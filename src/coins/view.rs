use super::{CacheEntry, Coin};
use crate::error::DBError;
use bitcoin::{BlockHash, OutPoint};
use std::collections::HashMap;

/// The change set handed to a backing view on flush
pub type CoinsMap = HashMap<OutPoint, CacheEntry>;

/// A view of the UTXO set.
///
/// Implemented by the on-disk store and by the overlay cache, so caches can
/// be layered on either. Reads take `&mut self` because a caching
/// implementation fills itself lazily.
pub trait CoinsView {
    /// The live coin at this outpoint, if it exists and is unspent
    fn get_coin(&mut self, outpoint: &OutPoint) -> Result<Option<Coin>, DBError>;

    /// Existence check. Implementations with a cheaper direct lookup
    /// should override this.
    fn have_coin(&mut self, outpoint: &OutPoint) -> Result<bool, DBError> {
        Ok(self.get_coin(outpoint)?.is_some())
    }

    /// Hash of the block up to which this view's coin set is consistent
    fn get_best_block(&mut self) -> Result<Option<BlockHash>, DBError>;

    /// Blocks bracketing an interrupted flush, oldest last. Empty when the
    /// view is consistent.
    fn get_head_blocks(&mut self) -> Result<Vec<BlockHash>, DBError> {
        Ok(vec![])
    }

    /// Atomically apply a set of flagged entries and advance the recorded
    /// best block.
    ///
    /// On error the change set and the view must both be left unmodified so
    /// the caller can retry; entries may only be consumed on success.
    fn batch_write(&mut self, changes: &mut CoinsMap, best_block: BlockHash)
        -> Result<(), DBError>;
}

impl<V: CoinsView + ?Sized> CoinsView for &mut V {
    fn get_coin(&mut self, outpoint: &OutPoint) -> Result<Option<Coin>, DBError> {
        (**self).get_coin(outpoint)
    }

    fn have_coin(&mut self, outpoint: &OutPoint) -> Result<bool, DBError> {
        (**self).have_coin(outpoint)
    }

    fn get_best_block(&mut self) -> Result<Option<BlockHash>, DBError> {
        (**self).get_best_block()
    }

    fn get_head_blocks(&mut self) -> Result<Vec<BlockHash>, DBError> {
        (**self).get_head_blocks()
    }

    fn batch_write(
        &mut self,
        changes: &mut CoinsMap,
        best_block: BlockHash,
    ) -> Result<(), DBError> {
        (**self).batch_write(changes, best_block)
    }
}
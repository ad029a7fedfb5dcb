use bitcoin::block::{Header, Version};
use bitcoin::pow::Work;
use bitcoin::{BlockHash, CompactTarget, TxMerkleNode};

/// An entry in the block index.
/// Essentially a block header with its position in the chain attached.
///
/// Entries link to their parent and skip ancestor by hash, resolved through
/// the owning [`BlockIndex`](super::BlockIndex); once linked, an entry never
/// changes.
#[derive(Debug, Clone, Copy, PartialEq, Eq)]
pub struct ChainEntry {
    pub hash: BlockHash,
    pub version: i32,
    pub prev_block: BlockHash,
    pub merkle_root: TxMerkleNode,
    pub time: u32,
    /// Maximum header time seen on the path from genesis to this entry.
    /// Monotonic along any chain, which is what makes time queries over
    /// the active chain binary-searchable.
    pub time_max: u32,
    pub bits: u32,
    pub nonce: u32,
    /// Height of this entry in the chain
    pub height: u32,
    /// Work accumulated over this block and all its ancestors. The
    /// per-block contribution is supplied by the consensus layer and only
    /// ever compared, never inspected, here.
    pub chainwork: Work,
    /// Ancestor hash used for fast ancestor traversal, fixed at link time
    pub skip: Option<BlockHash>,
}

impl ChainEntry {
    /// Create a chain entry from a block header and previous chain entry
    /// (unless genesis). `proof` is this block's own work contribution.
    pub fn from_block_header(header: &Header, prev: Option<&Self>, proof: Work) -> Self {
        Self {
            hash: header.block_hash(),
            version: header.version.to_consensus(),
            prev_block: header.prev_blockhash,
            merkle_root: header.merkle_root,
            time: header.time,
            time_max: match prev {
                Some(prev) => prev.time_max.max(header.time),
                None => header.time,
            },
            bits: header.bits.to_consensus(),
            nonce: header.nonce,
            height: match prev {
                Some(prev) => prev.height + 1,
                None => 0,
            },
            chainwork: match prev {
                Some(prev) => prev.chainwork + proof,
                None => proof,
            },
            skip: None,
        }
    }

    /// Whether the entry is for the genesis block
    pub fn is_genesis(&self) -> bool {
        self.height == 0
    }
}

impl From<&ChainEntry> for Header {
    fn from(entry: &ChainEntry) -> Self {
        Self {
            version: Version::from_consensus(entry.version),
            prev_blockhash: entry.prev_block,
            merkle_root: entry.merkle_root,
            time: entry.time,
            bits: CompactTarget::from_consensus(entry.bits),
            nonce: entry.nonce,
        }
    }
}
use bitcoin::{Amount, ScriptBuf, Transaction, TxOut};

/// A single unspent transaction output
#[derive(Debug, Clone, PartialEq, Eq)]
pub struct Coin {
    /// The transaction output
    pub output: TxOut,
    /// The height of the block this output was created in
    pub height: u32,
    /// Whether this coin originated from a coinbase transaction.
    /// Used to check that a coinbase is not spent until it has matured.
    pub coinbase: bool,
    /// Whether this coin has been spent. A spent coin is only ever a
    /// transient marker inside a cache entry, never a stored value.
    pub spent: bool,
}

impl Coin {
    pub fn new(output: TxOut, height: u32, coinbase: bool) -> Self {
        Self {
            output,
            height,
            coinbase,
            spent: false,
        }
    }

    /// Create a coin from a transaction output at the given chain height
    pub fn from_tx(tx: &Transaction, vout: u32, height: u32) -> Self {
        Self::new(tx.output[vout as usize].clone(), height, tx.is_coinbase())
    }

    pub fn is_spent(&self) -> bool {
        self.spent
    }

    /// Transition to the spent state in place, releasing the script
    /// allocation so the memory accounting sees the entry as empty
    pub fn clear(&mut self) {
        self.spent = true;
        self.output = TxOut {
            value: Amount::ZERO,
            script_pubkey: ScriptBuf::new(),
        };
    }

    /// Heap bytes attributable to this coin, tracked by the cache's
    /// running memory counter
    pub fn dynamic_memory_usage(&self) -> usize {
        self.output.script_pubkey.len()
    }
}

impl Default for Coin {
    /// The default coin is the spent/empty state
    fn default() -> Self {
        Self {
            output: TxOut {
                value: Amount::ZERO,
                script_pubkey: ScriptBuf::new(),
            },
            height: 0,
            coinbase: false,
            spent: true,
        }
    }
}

====

PROBLEM DESCRIPTION:
Find the line with "-> Result<Option<BlockHash>, DBError>;" in the material above. Reproduce it and each line after it up to and including the line with "left unmodified so".

WRITTEN RESPONSE:
    fn get_best_block(&mut self) -> Result<Option<BlockHash>, DBError>;

    /// Blocks bracketing an interrupted flush, oldest last. Empty when the
    /// view is consistent.
    fn get_head_blocks(&mut self) -> Result<Vec<BlockHash>, DBError> {
        Ok(vec![])
    }

    /// Atomically apply a set of flagged entries and advance the recorded
    /// best block.
    ///
    /// On error the change set and the view must both be left unmodified so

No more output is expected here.